Halogen bonds have been found to occur in organic, inorganic, and biological systems, and have recently attracted much attention in medicinal chemistry, chemical biology and supramolecular chemistry (Auffinger et al., 2004, Metrangolo et al., 2005, Wilcken et al., 2013, Sirimulla et al., 2013).
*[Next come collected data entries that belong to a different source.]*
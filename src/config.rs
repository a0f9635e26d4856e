//! Bootstrap configuration
//!
//! Values resolve in this order:
//! 1. Command-line flag
//! 2. Environment variable (`SQLITE_SETUP_DATABASE`, `SQLITE_SETUP_OUTPUT_DIR`)
//! 3. TOML file passed with `--config`
//! 4. Compiled default
//!
//! Flags and environment variables are folded together by `clap`; this module
//! handles the file and the defaults.

use crate::error::{Error, Result};
use crate::metadata::AppInfo;
use serde::Deserialize;
use std::path::{Path, PathBuf};

pub const DEFAULT_DATABASE: &str = "myapp.db";

#[derive(Debug, Clone, PartialEq, Eq, Deserialize)]
#[serde(default, deny_unknown_fields)]
pub struct Config {
    /// Database file, relative to `output_dir` unless absolute
    pub database: PathBuf,
    /// Directory that receives the database and the connection artifacts
    pub output_dir: PathBuf,
    pub metadata: AppInfo,
}

impl Default for Config {
    fn default() -> Self {
        Self {
            database: PathBuf::from(DEFAULT_DATABASE),
            output_dir: PathBuf::from("."),
            metadata: AppInfo::default(),
        }
    }
}

impl Config {
    pub fn from_toml_str(content: &str) -> Result<Self> {
        toml::from_str(content).map_err(|e| Error::Config(e.to_string()))
    }

    pub fn load(path: &Path) -> Result<Self> {
        let content = std::fs::read_to_string(path)
            .map_err(|e| Error::Config(format!("cannot read {}: {}", path.display(), e)))?;
        Self::from_toml_str(&content)
    }

    /// Apply values that outrank the file (flags and environment).
    pub fn with_overrides(mut self, database: Option<PathBuf>, output_dir: Option<PathBuf>) -> Self {
        if let Some(database) = database {
            self.database = database;
        }
        if let Some(output_dir) = output_dir {
            self.output_dir = output_dir;
        }
        self
    }

    /// Output directory as an absolute path.
    pub fn output_dir(&self) -> Result<PathBuf> {
        if self.output_dir.is_absolute() {
            Ok(self.output_dir.clone())
        } else {
            // components() drops the `.` of the default
            let joined = std::env::current_dir()?.join(&self.output_dir);
            Ok(joined.components().collect())
        }
    }

    /// Database file as an absolute path.
    pub fn db_path(&self) -> Result<PathBuf> {
        if self.database.is_absolute() {
            Ok(self.database.clone())
        } else {
            Ok(self.output_dir()?.join(&self.database))
        }
    }

    /// File name shown in connection hints.
    pub fn db_name(&self) -> String {
        self.database
            .file_name()
            .map(|name| name.to_string_lossy().into_owned())
            .unwrap_or_else(|| self.database.display().to_string())
    }
}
We have recently reported the crystal structures of chlorinated 3-formylchromone derivatives 6,8-dichloro-4-oxochromene-3-carbaldehyde (Ishikawa & Motohashi, 2013, Fig.2 (top)) and 6-chloro-4-oxo-4H-chromene-3-carbaldehyde (Ishikawa, 2014, Fig.2 (middle)). It was found that a halogen bond is formed for 6,8-dichloro-4-oxochromene-3-carbaldehyde between the formyl oxygen atom and the chlorine atom at the 8-position, but none is formed for 6-chloro-4-oxo-4H-chromene-3-carbaldehyde between the formyl oxygen atom and the chlorine atom at the 6-position. As part of our interest in this type of chemical bonding, we herein report the crystal structure of a monochlorinated 3-formylchromone derivative 8-chloro-4-oxo-4H-chromene-3-carbaldehyde. The objective of this study is to reveal whether halogen bond(s) can be formed in the crystal of the title compound with the chlorine atom at 8-position and without a halogen atom at 6-position.
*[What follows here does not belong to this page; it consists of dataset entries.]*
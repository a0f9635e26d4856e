//! Bookkeeping rows in `app_info`.

use crate::error::{Error, Result};
use rusqlite::{params, Connection, OptionalExtension};
use serde::Deserialize;
use tracing::info;

/// Deployment facts written to `app_info` on every bootstrap.
#[derive(Debug, Clone, PartialEq, Eq, Deserialize)]
#[serde(default, deny_unknown_fields)]
pub struct AppInfo {
    pub project_name: String,
    pub version: String,
    pub author: String,
    pub description: String,
}

impl Default for AppInfo {
    fn default() -> Self {
        Self {
            project_name: "database".to_string(),
            version: "0.1.0".to_string(),
            author: "John Doe".to_string(),
            description: String::new(),
        }
    }
}

impl AppInfo {
    pub fn entries(&self) -> [(&'static str, &str); 4] {
        [
            ("project_name", self.project_name.as_str()),
            ("version", self.version.as_str()),
            ("author", self.author.as_str()),
            ("description", self.description.as_str()),
        ]
    }
}

/// Replace the four bookkeeping keys; any other keys are left alone.
pub fn upsert_app_info(conn: &mut Connection, info: &AppInfo) -> Result<()> {
    let tx = conn.transaction()?;
    for (key, value) in info.entries() {
        tx.execute(
            "INSERT OR REPLACE INTO app_info (key, value) VALUES (?1, ?2)",
            params![key, value],
        )
        .map_err(|source| Error::StatementRejected {
            object: format!("app_info.{}", key),
            source,
        })?;
    }
    tx.commit()?;
    info!("App info recorded: {} v{}", info.project_name, info.version);
    Ok(())
}

pub fn read_app_info(conn: &Connection, key: &str) -> Result<Option<String>> {
    let value = conn
        .query_row(
            "SELECT value FROM app_info WHERE key = ?1",
            params![key],
            |row| row.get::<_, Option<String>>(0),
        )
        .optional()?;
    Ok(value.flatten())
}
The mean deviation of the least-square planes for the non-hydrogen atoms is 0.0316 Å, and the largest deviation is 0.0598 (14) Å for C1. These mean that these atoms are essentially coplanar. In the crystal, the molecules are stacked with their inversion-symmetry equivalent along the b-axis direction [centroid–centroid distance between the pyran and benzene rings of the 4H-chromene units = 3.566 (2) Å, symmetry operator i: -x + 1, -y + 1, -z + 2], as shown in Fig.1.
The distance between the chlorine atom and the formyl oxygen atom of the translation-symmetry equivalent [Cl1···O3ii = 3.301 (2) Å, ii: x, y, z + 2] is nearly equal to the sum of their van der Waals radii [3.27 Å] (Bondi, 1964), as shown at the bottom of Fig.2. Thus, it is concluded that there is no halogen bond in the title compound. On the other hand, the angles of C–Cl···O (157.15 (6)°) and Cl···O=C (129.24 (10)°) are close to those of 6,8-dichloro-4-oxochromene-3-carbaldehyde, (C–Cl···O (160.4 (3)°) and Cl···O=C (138.7 (4)°), Fig.2(top)). Thus, the significance of the vicinal electron-withdrawing substituent in forming of a halogen bond (Wilcken et al., 2013) is crystallographically validated from the fact that halogen bonding is observed in the dichlorinated 3-formylchromone, but is not observed in the monochlorinated ones. These results should be invaluable for rational drug design.